Sun, 07/12/2009 - 20:35 | 6688 Ben_the_Bald
Ben_the_Bald's picture

Sorry, your reply doesn't cut it. And I'm quite familiar with astroturfing.

Sun, 07/12/2009 - 20:46 | 6692 Anonymous
Anonymous's picture

So who is astroturfing ? GS or ZH ?

Sat, 07/11/2009 - 21:10 | 6389 Anonymous
Anonymous's picture

i agree that solution provision is extremely important to the discussion but at the same time applaud zh for identifying the problem...

any way you slice it goldman sachs is a cancer on the republic - if you believe that we still have a republic - which i do not. the republic was lost 11/22/1963 12:30p..

Sat, 07/11/2009 - 21:56 | 6406 Anonymous
Anonymous's picture

Isn't the solution no GS?

Sat, 07/11/2009 - 22:59 | 6441 whacked
whacked's picture

Yes that is the solution but in view of their intricate holdings within the US Gov and FDR how does one have no GS?

Remember that they have the perfect hedge with the US Government deeming them too big to fail (amongst other things ... Geithner and prior to that Paulson) and therefore they continue to practice high risk trading pre 2007.

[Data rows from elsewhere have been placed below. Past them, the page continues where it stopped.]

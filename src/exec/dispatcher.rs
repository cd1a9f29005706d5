// src/exec/dispatcher.rs

use std::fmt;
use std::sync::Arc;

use tracing::{debug, info, warn};

use crate::errors::{JobdagError, Result};
use crate::exec::notifier::{Notifier, TaskId};

/// Stateless façade over an optional [`Notifier`].
///
/// Holds no lock and keeps no record of dispatched runs. Retries and
/// timeouts belong to the executor and the caller respectively.
#[derive(Clone, Default)]
pub struct Dispatcher {
    notifier: Option<Arc<dyn Notifier>>,
}

impl Dispatcher {
    pub fn new(notifier: Option<Arc<dyn Notifier>>) -> Self {
        Self { notifier }
    }

    /// A dispatcher with no executor attached.
    pub fn detached() -> Self {
        Self::default()
    }

    pub fn is_attached(&self) -> bool {
        self.notifier.is_some()
    }

    fn notifier(&self) -> Result<&Arc<dyn Notifier>> {
        self.notifier.as_ref().ok_or(JobdagError::ExecutorUnavailable)
    }

    /// Ask the executor to run `name`.
    pub async fn run_job(&self, name: &str) -> Result<TaskId> {
        let notifier = self.notifier()?;
        debug!(job = %name, "dispatching run to executor");

        match notifier.on_run_job(name).await {
            Ok(task_id) => {
                info!(job = %name, task_id = %task_id, "executor accepted run");
                Ok(task_id)
            }
            Err(err) => {
                warn!(job = %name, error = %err, "executor rejected run");
                Err(JobdagError::Executor(err))
            }
        }
    }

    /// Ask the executor for the status of `task_id`.
    pub async fn status_by_task_id(&self, task_id: &str) -> Result<String> {
        let notifier = self.notifier()?;
        notifier
            .status_by_task_id(task_id)
            .await
            .map_err(JobdagError::Executor)
    }
}

impl fmt::Debug for Dispatcher {
    fn fmt(&self, f: &mut fmt::Formatter<'_>) -> fmt::Result {
        f.debug_struct("Dispatcher")
            .field("attached", &self.is_attached())
            .finish()
    }
}
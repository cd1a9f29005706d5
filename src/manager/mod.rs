// src/manager/mod.rs

//! Entity managers: validation and persistence lifecycle for jobs and DAGs.
//!
//! Both managers own a [`KeyLocks`](crate::store::KeyLocks) registry so that
//! every lookup-then-mutate sequence on a name is serialized.

pub mod dags;
pub mod jobs;

pub use dags::DagManager;
pub use jobs::JobManager;

use crate::errors::{JobdagError, Result};
use crate::types::EntityKind;

/// Trim `name` in place and reject it if nothing is left.
///
/// Stored names are always trimmed; the control plane trims lookups too.
fn normalize_name(kind: EntityKind, name: &mut String) -> Result<()> {
    let trimmed = name.trim();
    if trimmed.is_empty() {
        return Err(JobdagError::Decode(format!("{kind} name must not be empty")));
    }
    if trimmed.len() != name.len() {
        *name = trimmed.to_string();
    }
    Ok(())
}
// src/dag/resolve.rs

//! On-demand topology check for a stored DAG.
//!
//! Creating a DAG or adding a node never validates parent references or
//! cycles. This module answers the explicit "check dag" request: it builds a
//! graph from the nodes and reports either a valid ordering or the first
//! problem found.

use std::collections::HashSet;

use petgraph::Direction;
use petgraph::algo::toposort;
use petgraph::graphmap::DiGraphMap;
use serde::Serialize;

use crate::errors::{JobdagError, Result};
use crate::model::DagMeta;

/// Shape of a DAG whose nodes form a valid acyclic graph.
#[derive(Debug, Clone, PartialEq, Eq, Serialize)]
pub struct DagTopology {
    pub dag: String,
    /// Jobs with no parent edge, in first-seen order.
    pub roots: Vec<String>,
    /// A topological order: every parent precedes its children.
    pub order: Vec<String>,
}

/// Resolve the nodes of `dag` into a [`DagTopology`].
///
/// Edge direction is parent -> child. A job listed more than once
/// contributes one vertex and the union of its edges.
pub fn resolve(dag: &DagMeta) -> Result<DagTopology> {
    let known: HashSet<&str> = dag.job_names().collect();
    let mut graph: DiGraphMap<&str, ()> = DiGraphMap::new();

    for name in dag.job_names() {
        graph.add_node(name);
    }

    for job in dag.dag_jobs.iter().filter(|j| !j.is_root()) {
        if !known.contains(job.parent_name.as_str()) {
            return Err(JobdagError::UnknownParent {
                dag: dag.name.clone(),
                job: job.job_name.clone(),
                parent: job.parent_name.clone(),
            });
        }
        graph.add_edge(job.parent_name.as_str(), job.job_name.as_str(), ());
    }

    let order = match toposort(&graph, None) {
        Ok(order) => order,
        Err(cycle) => {
            return Err(JobdagError::DagCycle(format!(
                "cycle detected in dag '{}' involving job '{}'",
                dag.name,
                cycle.node_id()
            )));
        }
    };

    let roots = graph
        .nodes()
        .filter(|&n| {
            graph
                .neighbors_directed(n, Direction::Incoming)
                .next()
                .is_none()
        })
        .map(str::to_string)
        .collect();

    Ok(DagTopology {
        dag: dag.name.clone(),
        roots,
        order: order.into_iter().map(str::to_string).collect(),
    })
}
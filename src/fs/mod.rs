// src/fs/mod.rs

use std::fmt::Debug;
use std::fs;
use std::io::Write;
use std::path::Path;

use anyhow::{Context, Result};

pub mod mock;

/// Abstract filesystem interface used by the snapshot store.
pub trait FileSystem: Send + Sync + Debug {
    fn read_to_string(&self, path: &Path) -> Result<String>;
    /// Write `contents` to `path`, creating parent directories as needed.
    fn write(&self, path: &Path, contents: &[u8]) -> Result<()>;
    fn exists(&self, path: &Path) -> bool;
}

/// Implementation that uses `std::fs`.
#[derive(Debug, Clone, Default)]
pub struct RealFileSystem;

impl FileSystem for RealFileSystem {
    fn read_to_string(&self, path: &Path) -> Result<String> {
        fs::read_to_string(path).with_context(|| format!("reading file {:?}", path))
    }

    fn write(&self, path: &Path, contents: &[u8]) -> Result<()> {
        if let Some(parent) = path.parent() {
            fs::create_dir_all(parent).with_context(|| format!("creating dir {:?}", parent))?;
        }

        // Write beside the target and rename so a crash never leaves a
        // truncated snapshot behind.
        let tmp = path.with_extension("tmp");
        let mut file = fs::File::create(&tmp).with_context(|| format!("creating file {:?}", tmp))?;
        file.write_all(contents).with_context(|| format!("writing to file {:?}", tmp))?;
        file.sync_all().with_context(|| format!("syncing file {:?}", tmp))?;
        fs::rename(&tmp, path).with_context(|| format!("renaming {:?} to {:?}", tmp, path))?;
        Ok(())
    }

    fn exists(&self, path: &Path) -> bool {
        path.exists()
    }
}
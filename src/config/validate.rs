// src/config/validate.rs

use crate::config::model::{ConfigFile, RawConfigFile};
use crate::errors::{JobdagError, Result};
use crate::types::StoreBackend;

impl TryFrom<RawConfigFile> for ConfigFile {
    type Error = crate::errors::JobdagError;

    fn try_from(raw: RawConfigFile) -> std::result::Result<Self, Self::Error> {
        validate_config(&raw)?;
        Ok(ConfigFile::new_unchecked(raw.store))
    }
}

/// Check the semantic rules serde cannot express.
pub fn validate_config(cfg: &RawConfigFile) -> Result<()> {
    validate_store(cfg)?;
    Ok(())
}

fn validate_store(cfg: &RawConfigFile) -> Result<()> {
    if cfg.store.backend != StoreBackend::File {
        return Ok(());
    }

    if cfg.store.dir.as_os_str().is_empty() {
        return Err(JobdagError::ConfigError(
            "[store].dir must be set when backend = \"file\"".to_string(),
        ));
    }

    if cfg.store.dir.is_file() {
        return Err(JobdagError::ConfigError(format!(
            "[store].dir {:?} is a file, expected a directory",
            cfg.store.dir
        )));
    }

    Ok(())
}
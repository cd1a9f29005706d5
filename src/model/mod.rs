// src/model/mod.rs

//! Persisted entities.
//!
//! - [`job`] holds the standalone [`Job`] record.
//! - [`dag`] holds [`DagMeta`], its [`DagJob`] nodes, and the
//!   [`CreateDagRequest`] payload used to build one.

pub mod dag;
pub mod job;

pub use dag::{CreateDagRequest, DagJob, DagMeta};
pub use job::Job;

/// Current time as epoch seconds, used for `create_ts` stamps.
pub fn now_ts() -> i64 {
    chrono::Utc::now().timestamp()
}
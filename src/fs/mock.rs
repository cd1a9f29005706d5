// src/fs/mock.rs

use super::FileSystem;
use anyhow::{Result, anyhow, bail};
use std::collections::HashMap;
use std::path::{Path, PathBuf};
use std::sync::atomic::{AtomicBool, Ordering};
use std::sync::{Arc, Mutex};

/// In-memory filesystem for tests.
///
/// Clones share the same files, so a test can keep a handle while the store
/// owns another. `fail_writes(true)` makes every subsequent write fail.
#[derive(Debug, Clone, Default)]
pub struct MockFileSystem {
    files: Arc<Mutex<HashMap<PathBuf, Vec<u8>>>>,
    failing: Arc<AtomicBool>,
}

impl MockFileSystem {
    pub fn new() -> Self {
        Self::default()
    }

    pub fn add_file(&self, path: impl AsRef<Path>, content: impl Into<Vec<u8>>) {
        if let Ok(mut files) = self.files.lock() {
            files.insert(path.as_ref().to_path_buf(), content.into());
        }
    }

    pub fn fail_writes(&self, fail: bool) {
        self.failing.store(fail, Ordering::SeqCst);
    }

    /// Number of files currently held.
    pub fn len(&self) -> usize {
        self.files.lock().map(|f| f.len()).unwrap_or(0)
    }

    pub fn is_empty(&self) -> bool {
        self.len() == 0
    }
}

impl FileSystem for MockFileSystem {
    fn read_to_string(&self, path: &Path) -> Result<String> {
        let files = self.files.lock().map_err(|_| anyhow!("mock fs lock poisoned"))?;
        match files.get(path) {
            Some(content) => {
                String::from_utf8(content.clone()).map_err(|e| anyhow!("Invalid UTF-8: {}", e))
            }
            None => Err(anyhow!("File not found: {:?}", path)),
        }
    }

    fn write(&self, path: &Path, contents: &[u8]) -> Result<()> {
        if self.failing.load(Ordering::SeqCst) {
            bail!("simulated write failure: {:?}", path);
        }
        self.add_file(path, contents);
        Ok(())
    }

    fn exists(&self, path: &Path) -> bool {
        self.files
            .lock()
            .map(|files| files.contains_key(path))
            .unwrap_or(false)
    }
}
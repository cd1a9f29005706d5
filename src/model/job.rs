// src/model/job.rs

use serde::{Deserialize, Serialize};
use serde_json::{Map, Value};

/// A named unit of work.
///
/// Only `id`, `name` and `create_ts` are interpreted here. Everything else in
/// the payload (command, schedule, executor flags, ...) is kept in
/// `definition` and written back out untouched.
#[derive(Debug, Clone, PartialEq, Serialize, Deserialize)]
pub struct Job {
    /// Store-assigned identifier. Ignored on create, pinned on update.
    #[serde(default)]
    pub id: i64,

    #[serde(default)]
    pub name: String,

    /// Creation time in epoch seconds.
    #[serde(default)]
    pub create_ts: i64,

    #[serde(flatten)]
    pub definition: Map<String, Value>,
}

impl Job {
    pub fn new(name: impl Into<String>) -> Self {
        Self {
            id: 0,
            name: name.into(),
            create_ts: 0,
            definition: Map::new(),
        }
    }

    /// Look up a pass-through definition field.
    pub fn field(&self, key: &str) -> Option<&Value> {
        self.definition.get(key)
    }
}
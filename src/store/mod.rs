// src/store/mod.rs

//! Store adapter.
//!
//! The entity managers only talk to the [`Store`] trait: one [`Table`] per
//! entity kind with keyed CRUD and name uniqueness. [`TableStore`] is the
//! implementation shipped with the crate, either purely in memory or backed
//! by JSON snapshots on a [`FileSystem`](crate::fs::FileSystem).
//!
//! - [`table`] implements a single table.
//! - [`locks`] serializes check-then-act sequences per entity name.

use std::fmt::Debug;

use serde::Serialize;
use serde::de::DeserializeOwned;

use crate::errors::Result;
use crate::model::{DagMeta, Job};
use crate::types::EntityKind;

pub mod locks;
pub mod table;

pub use locks::KeyLocks;
pub use table::{RecordTable, TableStore};

/// A row type that can live in a [`Table`].
pub trait Record: Clone + Send + Serialize + DeserializeOwned + 'static {
    const KIND: EntityKind;

    fn id(&self) -> i64;
    fn set_id(&mut self, id: i64);
    fn name(&self) -> &str;
}

impl Record for Job {
    const KIND: EntityKind = EntityKind::Job;

    fn id(&self) -> i64 {
        self.id
    }

    fn set_id(&mut self, id: i64) {
        self.id = id;
    }

    fn name(&self) -> &str {
        &self.name
    }
}

impl Record for DagMeta {
    const KIND: EntityKind = EntityKind::Dag;

    fn id(&self) -> i64 {
        self.id
    }

    fn set_id(&mut self, id: i64) {
        self.id = id;
    }

    fn name(&self) -> &str {
        &self.name
    }
}

/// Keyed CRUD over one entity kind.
///
/// Every method is atomic on its own. Implementations must reject a second
/// row with an existing name, both on insert and on an update that renames.
pub trait Table<R: Record>: Send + Sync {
    /// Insert `record`, assigning it a fresh id, and return the stored row.
    fn insert(&self, record: R) -> Result<R>;
    /// Replace the row with `record.id()`.
    fn update(&self, record: &R) -> Result<()>;
    /// Delete the row with `record.id()`.
    fn delete(&self, record: &R) -> Result<()>;
    fn find_by_name(&self, name: &str) -> Result<Option<R>>;
    /// All rows, ordered by id.
    fn list_all(&self) -> Result<Vec<R>>;
}

/// Persistence backend for all entity kinds.
pub trait Store: Send + Sync + Debug {
    fn jobs(&self) -> &dyn Table<Job>;
    fn dags(&self) -> &dyn Table<DagMeta>;
}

This is 2009 and their high risk can only be undone through Government intervention and / or a Black Swan event that they have not (nor the FDR) had contemplated. Whilst highly doubtful that would ever happen the reliance is therefore on whom to dismantle GS?

And then you still have MS, DB, UBS, etcetera and then Citi ... all too big to fail?

 

Sun, 07/12/2009 - 11:02 | 6608 Jim B
Jim B's picture

The SEC is pathetic, I guess the best we can hope for is wide-spread implementation of these strategies along with the accepted view of no/little risk (ie. junk bonds, Internet and housing bubbles).  Once these practices are widely adopted, they will spiral out of control and the US government can step in and bail out the "too big to fail players"... AGAIN!  It amazes me how people can invent new strategies to make money from manipulating and "not" investing in the markets.  LOL

Sun, 07/12/2009 - 14:17 | 6655 Anonymous
Anonymous's picture

OK so trading algos increase the competition in to get the best price in the marketplace, they don't just provide liquidity at stupid prices. What's the problem? Are you suggesting that people should not be allowed to compete in the marketplace, or they should be allowed by only if they trade manually instead of using a computer algorithm?

You sound like some combination of a Luddite and a communist.